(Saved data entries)
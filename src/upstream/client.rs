use std::time::Duration;

use anyhow::{Context, Result};
use async_trait::async_trait;
use reqwest::{Client, redirect};

use super::{EventsTransport, RetryPolicy, UpstreamResponse};

/// `EventsTransport` backed by a pooled reqwest client.
///
/// Redirects are never followed and no cookie store is attached, so a
/// 3xx reply is handed back to the caller like any other status.
pub struct HttpTransport {
    client: Client,
    base_url: String,
    retry_policy: RetryPolicy,
}

impl HttpTransport {
    pub fn new(
        base_url: &str,
        retry_policy: RetryPolicy,
        timeout: Option<Duration>,
    ) -> Result<Self> {
        let mut builder = Client::builder().redirect(redirect::Policy::none());
        if let Some(timeout) = timeout {
            builder = builder.timeout(timeout);
        }
        let client = builder.build().context("Failed to build HTTP client")?;

        Ok(Self {
            client,
            base_url: base_url.trim_end_matches('/').to_string(),
            retry_policy,
        })
    }

    fn url(&self, path: &str) -> String {
        format!("{}/{}", self.base_url, path.trim_start_matches('/'))
    }

    async fn send(&self, url: &str) -> Result<UpstreamResponse> {
        let resp = self.client.get(url).send().await?;
        let status = resp.status();
        let body = resp.text().await?;
        Ok(UpstreamResponse { status, body })
    }
}

#[async_trait]
impl EventsTransport for HttpTransport {
    async fn get(&self, path: &str) -> Result<UpstreamResponse> {
        let url = self.url(path);
        let mut attempt = 1;

        loop {
            let result = self.send(&url).await;
            let transient = match &result {
                Ok(resp) => RetryPolicy::is_transient(resp.status),
                Err(_) => true,
            };
            if !transient || !self.retry_policy.should_retry(attempt) {
                return result;
            }

            match &result {
                Ok(resp) => tracing::warn!(
                    attempt,
                    status = resp.status.as_u16(),
                    "Transient upstream response, retrying"
                ),
                Err(e) => tracing::warn!(attempt, "Upstream request failed, retrying: {}", e),
            }
            tokio::time::sleep(self.retry_policy.delay).await;
            attempt += 1;
        }
    }
}

#[cfg(test)]
mod tests {
    use super::*;
    use reqwest::StatusCode;

    fn fast_retries(retries: u32) -> RetryPolicy {
        RetryPolicy::new(retries, Duration::from_millis(1))
    }

    #[tokio::test]
    async fn test_get_returns_status_and_body() {
        let mut server = mockito::Server::new_async().await;
        let mock = server
            .mock("GET", "/events?email=a@b.com")
            .with_status(200)
            .with_header("content-type", "application/json")
            .with_body(r#"{"events": []}"#)
            .expect(1)
            .create_async()
            .await;

        let transport = HttpTransport::new(&server.url(), fast_retries(3), None).unwrap();
        let resp = transport.get("events?email=a@b.com").await.unwrap();

        assert_eq!(resp.status, StatusCode::OK);
        assert_eq!(resp.body, r#"{"events": []}"#);
        mock.assert_async().await;
    }

    #[tokio::test]
    async fn test_get_joins_base_url_with_trailing_slash() {
        let mut server = mockito::Server::new_async().await;
        let mock = server
            .mock("GET", "/v1/events?email=a@b.com")
            .with_status(200)
            .with_body("{}")
            .create_async()
            .await;

        let base_url = format!("{}/v1/", server.url());
        let transport = HttpTransport::new(&base_url, RetryPolicy::none(), None).unwrap();
        let resp = transport.get("events?email=a@b.com").await.unwrap();

        assert_eq!(resp.status, StatusCode::OK);
        mock.assert_async().await;
    }

    #[tokio::test]
    async fn test_get_retries_server_errors_then_gives_up() {
        let mut server = mockito::Server::new_async().await;
        let mock = server
            .mock("GET", "/events?email=a@b.com")
            .with_status(503)
            .with_body("unavailable")
            .expect(4)
            .create_async()
            .await;

        let transport = HttpTransport::new(&server.url(), fast_retries(3), None).unwrap();
        let resp = transport.get("events?email=a@b.com").await.unwrap();

        assert_eq!(resp.status, StatusCode::SERVICE_UNAVAILABLE);
        assert_eq!(resp.body, "unavailable");
        mock.assert_async().await;
    }

    #[tokio::test]
    async fn test_get_does_not_retry_client_errors() {
        let mut server = mockito::Server::new_async().await;
        let mock = server
            .mock("GET", "/events?email=a@b.com")
            .with_status(429)
            .with_body("slow down")
            .expect(1)
            .create_async()
            .await;

        let transport = HttpTransport::new(&server.url(), fast_retries(3), None).unwrap();
        let resp = transport.get("events?email=a@b.com").await.unwrap();

        assert_eq!(resp.status, StatusCode::TOO_MANY_REQUESTS);
        mock.assert_async().await;
    }

    #[tokio::test]
    async fn test_get_does_not_follow_redirects() {
        let mut server = mockito::Server::new_async().await;
        let redirect = server
            .mock("GET", "/events?email=a@b.com")
            .with_status(302)
            .with_header("location", "/elsewhere")
            .expect(1)
            .create_async()
            .await;
        let elsewhere = server
            .mock("GET", "/elsewhere")
            .with_status(200)
            .expect(0)
            .create_async()
            .await;

        let transport = HttpTransport::new(&server.url(), RetryPolicy::none(), None).unwrap();
        let resp = transport.get("events?email=a@b.com").await.unwrap();

        assert_eq!(resp.status, StatusCode::FOUND);
        redirect.assert_async().await;
        elsewhere.assert_async().await;
    }

    #[tokio::test]
    async fn test_get_errors_when_connection_refused() {
        // Nothing listens on port 1
        let transport =
            HttpTransport::new("http://127.0.0.1:1", fast_retries(1), None).unwrap();
        let result = transport.get("events?email=a@b.com").await;
        assert!(result.is_err());
    }
}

TASK DESCRIPTION: Retype the records above in full, matching each line exactly.

SOLUTION FOR THIS EXERCISE:
filename src/upstream/client.rs
use std::time::Duration;

use anyhow::{Context, Result};
use async_trait::async_trait;
use reqwest::{Client, redirect};

use super::{EventsTransport, RetryPolicy, UpstreamResponse};

/// `EventsTransport` backed by a pooled reqwest client.
///
/// Redirects are never followed and no cookie store is attached, so a
/// 3xx reply is handed back to the caller like any other status.
pub struct HttpTransport {
    client: Client,
    base_url: String,
    retry_policy: RetryPolicy,
}

impl HttpTransport {
    pub fn new(
        base_url: &str,
        retry_policy: RetryPolicy,
        timeout: Option<Duration>,
    ) -> Result<Self> {
        let mut builder = Client::builder().redirect(redirect::Policy::none());
        if let Some(timeout) = timeout {
            builder = builder.timeout(timeout);
        }
        let client = builder.build().context("Failed to build HTTP client")?;

        Ok(Self {
            client,
            base_url: base_url.trim_end_matches('/').to_string(),
            retry_policy,
        })
    }

    fn url(&self, path: &str) -> String {
        format!("{}/{}", self.base_url, path.trim_start_matches('/'))
    }

    async fn send(&self, url: &str) -> Result<UpstreamResponse> {
        let resp = self.client.get(url).send().await?;
        let status = resp.status();
        let body = resp.text().await?;
        Ok(UpstreamResponse { status, body })
    }
}

#[async_trait]
impl EventsTransport for HttpTransport {
    async fn get(&self, path: &str) -> Result<UpstreamResponse> {
        let url = self.url(path);
        let mut attempt = 1;

        loop {
            let result = self.send(&url).await;
            let transient = match &result {
                Ok(resp) => RetryPolicy::is_transient(resp.status),
                Err(_) => true,
            };
            if !transient || !self.retry_policy.should_retry(attempt) {
                return result;
            }

            match &result {
                Ok(resp) => tracing::warn!(
                    attempt,
                    status = resp.status.as_u16(),
                    "Transient upstream response, retrying"
                ),
                Err(e) => tracing::warn!(attempt, "Upstream request failed, retrying: {}", e),
            }
            tokio::time::sleep(self.retry_policy.delay).await;
            attempt += 1;
        }
    }
}

#[cfg(test)]
mod tests {
    use super::*;
    use reqwest::StatusCode;

    fn fast_retries(retries: u32) -> RetryPolicy {
        RetryPolicy::new(retries, Duration::from_millis(1))
    }

    #[tokio::test]
    async fn test_get_returns_status_and_body() {
        let mut server = mockito::Server::new_async().await;
        let mock = server
            .mock("GET", "/events?email=a@b.com")
            .with_status(200)
            .with_header("content-type", "application/json")
            .with_body(r#"{"events": []}"#)
            .expect(1)
            .create_async()
            .await;

        let transport = HttpTransport::new(&server.url(), fast_retries(3), None).unwrap();
        let resp = transport.get("events?email=a@b.com").await.unwrap();

        assert_eq!(resp.status, StatusCode::OK);
        assert_eq!(resp.body, r#"{"events": []}"#);
        mock.assert_async().await;
    }

    #[tokio::test]
    async fn test_get_joins_base_url_with_trailing_slash() {
        let mut server = mockito::Server::new_async().await;
        let mock = server
            .mock("GET", "/v1/events?email=a@b.com")
            .with_status(200)
            .with_body("{}")
            .create_async()
            .await;

        let base_url = format!("{}/v1/", server.url());
        let transport = HttpTransport::new(&base_url, RetryPolicy::none(), None).unwrap();
        let resp = transport.get("events?email=a@b.com").await.unwrap();

        assert_eq!(resp.status, StatusCode::OK);
        mock.assert_async().await;
    }

    #[tokio::test]
    async fn test_get_retries_server_errors_then_gives_up() {
        let mut server = mockito::Server::new_async().await;
        let mock = server
            .mock("GET", "/events?email=a@b.com")
            .with_status(503)
            .with_body("unavailable")
            .expect(4)
            .create_async()
            .await;

        let transport = HttpTransport::new(&server.url(), fast_retries(3), None).unwrap();
        let resp = transport.get("events?email=a@b.com").await.unwrap();

        assert_eq!(resp.status, StatusCode::SERVICE_UNAVAILABLE);
        assert_eq!(resp.body, "unavailable");
        mock.assert_async().await;
    }

    #[tokio::test]
    async fn test_get_does_not_retry_client_errors() {
        let mut server = mockito::Server::new_async().await;
        let mock = server
            .mock("GET", "/events?email=a@b.com")
            .with_status(429)
            .with_body("slow down")
            .expect(1)
            .create_async()
            .await;

        let transport = HttpTransport::new(&server.url(), fast_retries(3), None).unwrap();
        let resp = transport.get("events?email=a@b.com").await.unwrap();

        assert_eq!(resp.status, StatusCode::TOO_MANY_REQUESTS);
        mock.assert_async().await;
    }

    #[tokio::test]
    async fn test_get_does_not_follow_redirects() {
        let mut server = mockito::Server::new_async().await;
        let redirect = server
            .mock("GET", "/events?email=a@b.com")
            .with_status(302)
            .with_header("location", "/elsewhere")
            .expect(1)
            .create_async()
            .await;
        let elsewhere = server
            .mock("GET", "/elsewhere")
            .with_status(200)
            .expect(0)
            .create_async()
            .await;

        let transport = HttpTransport::new(&server.url(), RetryPolicy::none(), None).unwrap();
        let resp = transport.get("events?email=a@b.com").await.unwrap();

        assert_eq!(resp.status, StatusCode::FOUND);
        redirect.assert_async().await;
        elsewhere.assert_async().await;
    }

    #[tokio::test]
    async fn test_get_errors_when_connection_refused() {
        // Nothing listens on port 1
        let transport =
            HttpTransport::new("http://127.0.0.1:1", fast_retries(1), None).unwrap();
        let result = transport.get("events?email=a@b.com").await;
        assert!(result.is_err());
    }
}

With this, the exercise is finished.